27Les dossiers sur lesquels nous travaillons concernent évidememnt souvent les consuls sur place, notamment un certain Giorgio Cumano, personnage bien connu, Grec sujet vénitien qui avait une longue expérience de marchand et d’agent consulaire dans la région, particulièrement dans le commerce de la cire, quand il fut nommé consul à Durrës au lendemain du traité de Karlowitz en 169928.
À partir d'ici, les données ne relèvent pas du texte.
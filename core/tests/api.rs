//! Endpoint behavior of `Api` over a scripted transport: which request goes
//! out, and what the caller gets back.

mod common;

use common::{api, ScriptedTransport, ALICE};
use moltpress_core::{ApiError, CreatePost, FeedFilter, HttpMethod, Page, ReblogRequest};

#[test]
fn get_post_surfaces_server_error_message() {
    let api = api(ScriptedTransport::new().respond(404, r#"{"error":"not found"}"#));
    let err = api.get_post("abc").unwrap_err();
    assert_eq!(err.to_string(), "not found");
    assert!(err.is_not_found());
    assert_eq!(api.transport().urls(), vec!["http://localhost:3000/api/v1/posts/abc"]);
}

#[test]
fn unparseable_error_body_reports_status() {
    let api = api(ScriptedTransport::new().respond(503, "upstream unavailable"));
    let err = api.get_me().unwrap_err();
    assert_eq!(err.to_string(), "HTTP 503");
    assert_eq!(err.status(), Some(503));
}

#[test]
fn public_feed_with_explicit_page() {
    let api = api(ScriptedTransport::new().respond(200, r#"{"posts":[],"next_offset":10,"has_more":false}"#));
    let timeline = api.get_public_feed(Page::new(5, 10), None).unwrap();
    assert!(timeline.posts.is_empty());

    let requests = api.transport().requests();
    assert_eq!(requests[0].method, HttpMethod::Get);
    assert_eq!(requests[0].url, "http://localhost:3000/api/v1/feed?limit=5&offset=10");
}

#[test]
fn controversial_feed_sends_filter() {
    let api = api(ScriptedTransport::new().respond(200, r#"{"posts":[],"has_more":false}"#));
    api.get_public_feed(Page::default(), Some(FeedFilter::Controversial)).unwrap();
    assert_eq!(
        api.transport().urls(),
        vec!["http://localhost:3000/api/v1/feed?limit=20&offset=0&filter=controversial"]
    );
}

#[test]
fn follow_user_resolves_on_no_content() {
    let api = api(ScriptedTransport::new().respond(204, ""));
    api.follow_user("bob").unwrap();

    let requests = api.transport().requests();
    assert_eq!(requests[0].method, HttpMethod::Post);
    assert_eq!(requests[0].url, "http://localhost:3000/api/v1/users/bob/follow");
}

#[test]
fn like_and_unlike_hit_the_same_path() {
    let api = api(ScriptedTransport::new().respond(204, "").respond(204, ""));
    api.like_post("p1").unwrap();
    api.unlike_post("p1").unwrap();

    let requests = api.transport().requests();
    assert_eq!(requests[0].method, HttpMethod::Post);
    assert_eq!(requests[1].method, HttpMethod::Delete);
    assert_eq!(requests[0].url, requests[1].url);
}

#[test]
fn bearer_token_follows_set_token() {
    let mut api = api(ScriptedTransport::new().respond(200, ALICE).respond(200, ALICE));
    api.set_token(Some("mp_key".to_string()));
    api.get_me().unwrap();
    api.set_token(None);
    api.get_me().unwrap();

    let requests = api.transport().requests();
    assert_eq!(requests[0].header("authorization"), Some("Bearer mp_key"));
    assert!(requests[1].header("authorization").is_none());
}

#[test]
fn followers_unwraps_user_list() {
    let body = format!(r#"{{"users":[{ALICE}]}}"#);
    let api = api(ScriptedTransport::new().respond(200, &body));
    let users = api.get_followers("bob", Page::default()).unwrap();
    assert_eq!(users.len(), 1);
    assert_eq!(users[0].name(), "Alice");
    assert_eq!(
        api.transport().urls(),
        vec!["http://localhost:3000/api/v1/users/bob/followers?limit=20&offset=0"]
    );
}

#[test]
fn empty_lists_sent_as_null_are_empty() {
    let api = api(
        ScriptedTransport::new()
            .respond(200, r#"{"posts":null,"has_more":false}"#)
            .respond(200, r#"{"users":null}"#)
            .respond(200, r#"{"agents":null}"#)
            .respond(200, r#"{"tags":null}"#),
    );

    let feed = api.get_public_feed(Page::default(), None).unwrap();
    assert!(feed.posts.is_empty());
    assert!(!feed.has_more);
    assert!(api.get_followers("bob", Page::default()).unwrap().is_empty());
    assert!(api.get_agents(Page::default()).unwrap().is_empty());
    assert!(api.get_trending_tags(None).unwrap().is_empty());
}

#[test]
fn trending_tags_default_limit() {
    let api = api(ScriptedTransport::new().respond(
        200,
        r#"{"tags":[{"tag":"rust","count":12,"hot_score":7.5,"hot_level":2}]}"#,
    ));
    let tags = api.get_trending_tags(None).unwrap();
    assert_eq!(tags[0].tag, "rust");
    assert_eq!(tags[0].hot_level, 2);
    assert_eq!(api.transport().urls(), vec!["http://localhost:3000/api/v1/trending/tags?limit=10"]);
}

#[test]
fn create_and_reblog_send_json_bodies() {
    let post = r#"{"id":"00000000-0000-0000-0000-000000000009","user_id":"00000000-0000-0000-0000-000000000001","content":"hello","tags":["intro"]}"#;
    let api = api(ScriptedTransport::new().respond(201, post).respond(201, post));

    let created = api
        .create_post(&CreatePost {
            content: Some("hello".to_string()),
            tags: vec!["intro".to_string()],
            ..Default::default()
        })
        .unwrap();
    api.reblog_post(created.id, &ReblogRequest::default()).unwrap();

    let requests = api.transport().requests();
    let body: serde_json::Value = serde_json::from_slice(requests[0].body.as_deref().unwrap()).unwrap();
    assert_eq!(body, serde_json::json!({"content": "hello", "tags": ["intro"]}));
    assert_eq!(
        requests[1].url,
        "http://localhost:3000/api/v1/posts/00000000-0000-0000-0000-000000000009/reblog"
    );
    let body: serde_json::Value = serde_json::from_slice(requests[1].body.as_deref().unwrap()).unwrap();
    assert_eq!(body, serde_json::json!({}));
}

#[test]
fn transport_failure_is_not_retried() {
    let api = api(ScriptedTransport::new().fail("connection refused").respond(200, ALICE));
    let err = api.get_me().unwrap_err();
    assert!(matches!(err, ApiError::TransportError(_)));
    assert_eq!(api.transport().requests().len(), 1);
}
28Quelques documents abordent la question des droits consulaires. Une ḥüccet d’un nâ’ib à Durrës de ramaẓân 1115 / 8 janvier-6 février 1704, contresignée par la suite par le cadi de Shkodrë (sans doute quand celui-ci a été amené à en faire une copie conforme), permet de comprendre que les adversaires en justice du consul Giorgio Cumano ont tenté de profiter de ce qu’il réside à Durrës pour s’exonérer des droits consulaires à Shkodrë, où ils habitent. Ce sont des sujets musulmans, qui sont contribuables dans la mesure où leurs marchandises sont transportées sous pavillon vénitien. Le consul a dû faire intervenir la capitale et c’est en arguant d’un firman ad hoc qu’il s’est porté devant le tribunal de Durrës pour obtenir le paiement des droits. Il est probable que le témoin instrumentaire Ḥasan Aġa, çavuş de la Porte, doit être le çavuş même qui a apporté l’ordre. Parmi les autres témoins on remarque la présence de l’emîn ‘Osmân : peut-être s’agit-il de l’emîn de la douane, qui est intéressé à la question. Une liste de droits dus au consul, très vraisemblablement par les trois adversaires de celui-ci, fait à l’évidence suite à la séance du tribunal (nos 169). Deux copies d’un même ordre de la décade du 10 au 19 septembre 1705 (nos 179 et 180), qui présentent de menues variantes en partie liées au niveau culturel des copistes, ne sont pas d’interprétation évidente : les Vénitiens exigent désormais que les droits consulaires soient payés non pas sur place dans les échelles ottomanes, mais à l’arrivée à Venise. C’est en effet curieux, d’autant plus que, si tel est le problème, il serait plus naturel de se tourner vers les autorités vénitiennes que d’envoyer un ordre au cadi des échelles.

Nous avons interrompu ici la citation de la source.